Sunday, December 19th, was one of the most stressful days my wife and I have had in a long time.  As any parent knows, there is no paucity of anxiety when you are raising kids, but this situation was extreme even by parenting standards.

Two of our sons were on their way here to Greece for the holiday season, one from New Jersey and another from England.  The one studying at an English university left first, at six in the morning his time, walked to his bus because there was no taxi, and managed to get to Heathrow Airport in plenty of time for his flight only to find out it was canceled due to adverse weather conditions.  After cooling his heels for a long time he went to another airport in the London area where he heard there was a flight to Greece, only to find not only that it was full but that buses back to Heathrow were not running because of the snow.  After they cleared the roads he finally caught a bus to Heathrow and then went into London to stay with a friend.  We were trying all day to help him out by checking conditions online, looking for tickets, and so on, but then the situation began to look grim when his phone began to run out of batteries and we found out that due to antiquated laws concerning working on Sunday here in Greece we were unable to send him the extra money he needed.
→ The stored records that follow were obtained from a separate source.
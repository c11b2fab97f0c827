//! # Config 模块
//!
//! 抽取时长的配置与解析。
//!
//! 用户输入的秒数是自由文本：解析失败不报错，回退到默认值；
//! 解析结果不低于配置的下限。

use std::time::Duration;

use serde::{Deserialize, Serialize};

/// 默认时长下限（秒）
pub const DEFAULT_MIN_DURATION_SECS: u64 = 10;
/// 默认时长（秒）
pub const DEFAULT_DURATION_SECS: u64 = 10;

/// 抽取时长配置
#[derive(Debug, Clone, Copy, PartialEq, Eq, Serialize, Deserialize)]
pub struct RollConfig {
    /// 时长下限（秒）
    #[serde(default = "default_min_duration_secs")]
    pub min_duration_secs: u64,

    /// 输入无效时的默认时长（秒）
    #[serde(default = "default_duration_secs")]
    pub default_duration_secs: u64,
}

fn default_min_duration_secs() -> u64 {
    DEFAULT_MIN_DURATION_SECS
}

fn default_duration_secs() -> u64 {
    DEFAULT_DURATION_SECS
}

impl Default for RollConfig {
    fn default() -> Self {
        Self {
            min_duration_secs: DEFAULT_MIN_DURATION_SECS,
            default_duration_secs: DEFAULT_DURATION_SECS,
        }
    }
}

impl RollConfig {
    /// 解析用户输入的秒数
    ///
    /// - 去掉首尾空白后为空：默认时长
    /// - 取开头的整数部分（可带符号），其余字符忽略：`"12s"` 为 12 秒
    /// - 开头没有数字：默认时长
    /// - 结果不低于下限：`"0"` 与 `"-5"` 都得到下限
    pub fn parse_duration(&self, input: &str) -> Duration {
        let secs = match leading_integer(input.trim()) {
            Some(value) => value,
            None => {
                tracing::debug!(input, "时长输入无效，使用默认值");
                self.default_duration_secs as i64
            }
        };
        self.duration_from_secs(secs)
    }

    /// 秒数转时长，应用下限
    pub fn duration_from_secs(&self, secs: i64) -> Duration {
        let floor = self.min_duration_secs as i64;
        Duration::from_secs(secs.max(floor).max(0) as u64)
    }

    /// 默认时长（已应用下限）
    pub fn default_duration(&self) -> Duration {
        self.duration_from_secs(self.default_duration_secs as i64)
    }
}

/// 提取开头的整数：可选的 `+`/`-`，随后至少一个十进制数字
fn leading_integer(s: &str) -> Option<i64> {
    let (negative, rest) = match s.as_bytes().first() {
        Some(b'-') => (true, &s[1..]),
        Some(b'+') => (false, &s[1..]),
        _ => (false, s),
    };

    let digits: Vec<i64> = rest
        .bytes()
        .take_while(u8::is_ascii_digit)
        .map(|b| i64::from(b - b'0'))
        .collect();
    if digits.is_empty() {
        return None;
    }

    let value = digits
        .into_iter()
        .fold(0i64, |acc, d| acc.saturating_mul(10).saturating_add(d));
    Some(if negative { -value } else { value })
}

#[cfg(test)]
mod tests {
    use super::*;

    fn secs(v: u64) -> Duration {
        Duration::from_secs(v)
    }

    #[test]
    fn test_parse_duration_valid() {
        let config = RollConfig::default();
        assert_eq!(config.parse_duration("12"), secs(12));
        assert_eq!(config.parse_duration("  30  "), secs(30));
        assert_eq!(config.parse_duration("+25"), secs(25));
        assert_eq!(config.parse_duration("15s"), secs(15));
        assert_eq!(config.parse_duration("20.9"), secs(20));
    }

    #[test]
    fn test_parse_duration_floor() {
        let config = RollConfig::default();
        assert_eq!(config.parse_duration("0"), secs(10));
        assert_eq!(config.parse_duration("3"), secs(10));
        assert_eq!(config.parse_duration("-5"), secs(10));
    }

    #[test]
    fn test_parse_duration_defaults() {
        let config = RollConfig {
            min_duration_secs: 5,
            default_duration_secs: 8,
        };
        assert_eq!(config.parse_duration(""), secs(8));
        assert_eq!(config.parse_duration("   "), secs(8));
        assert_eq!(config.parse_duration("abc"), secs(8));
        assert_eq!(config.parse_duration("-"), secs(8));
        assert_eq!(config.parse_duration("s12"), secs(8));
    }

    #[test]
    fn test_configurable_floor() {
        let config = RollConfig {
            min_duration_secs: 15,
            ..RollConfig::default()
        };
        assert_eq!(config.parse_duration("12"), secs(15));
        assert_eq!(config.default_duration(), secs(15));
    }

    #[test]
    fn test_huge_input_saturates() {
        let config = RollConfig::default();
        let d = config.parse_duration("99999999999999999999999");
        assert_eq!(d, secs(i64::MAX as u64));
    }

    #[test]
    fn test_config_serde_defaults() {
        let config: RollConfig = serde_json::from_str("{}").unwrap();
        assert_eq!(config, RollConfig::default());

        let config: RollConfig = serde_json::from_str(r#"{ "min_duration_secs": 15 }"#).unwrap();
        assert_eq!(config.min_duration_secs, 15);
        assert_eq!(config.default_duration_secs, 10);
    }
}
My other son successfully flew from Newark to Frankfurt, Germany, but then due to snowfall about half the flights were canceled.  His was not, but it was delayed several times and we were all in a state of uncertainty until finally he was able to board and travel onward after a wait of about twelve hours at the airport.

Other travelers were not so fortunate, I know; evidently hundreds of thousands have been affected by this freezing weather all across northern Europe.

When you are going through it these experiences seem traumatic and unendurable, but in aftermath they can morph into adventures.  I ought to know; I have been through plenty of extreme situations myself.  Once I was turned away at the border of Iran and Turkey because they no longer issued visas at the border.  I had hitchhiked there and was almost broke and had to return a day’s travel back into Turkey to get the visa.  Something similar happened on another occasion at the border of Pakistan and India; at that time I was absolutely flat broke and had to raise some money in Lahore and then journey halfway across the country to Islamabad.  Once my passport was stolen in a remote part of Iran and I had to return to Tehran to get a new one at the American Embassy; you can read about that in the essay “The Lost Poem”.  I have any number of other stories of delayed flights and roadside ordeals in inclement weather where no one would pick me up hitchhiking.  But you know what?  Though sometimes it was very uncomfortable and even dangerous, for me it was always part of the adventure.

The hard part is knowing that someone you love is going through difficulties and being helpless to do much else other than wait.  Many times yesterday I wished that I was the one stranded.  It’s happened to me before, as I said, and I know what to do.  I would gladly have taken their place, if they could only have been delivered safe and sound without all the fuss and bother.

But then – that’s not the point of it all, is it?  We all, when it comes right down to it, have to experience some of these things for ourselves.  I can tell about it but it’s not the same as actually going through it, and going through it is valuable.  There’s nothing like the school of hard knocks.

Don’t get me wrong.  I don’t apply this to everyone who is stranded this holiday season.  My heart especially goes out to families with young children.  I have traveled long distances with three or four children at once and I know what it’s like.  Alone or with other adults you can relax and eat and drink and read or whatever, but with kids in tow it’s a whole other ball game, as they say – never a dull (or restful) moment.

So if anyone reads this on your laptop while cooling your heels waiting for a flight out, or in between spells of chasing your kids around the crowded terminal, take heart.  It will be over sooner or later, and you’ll look back and while sipping coffee or brandy in a warm comfortable place tell the story as an interesting interlude to your children or grandchildren who will most likely eventually have to go through the same thing themselves.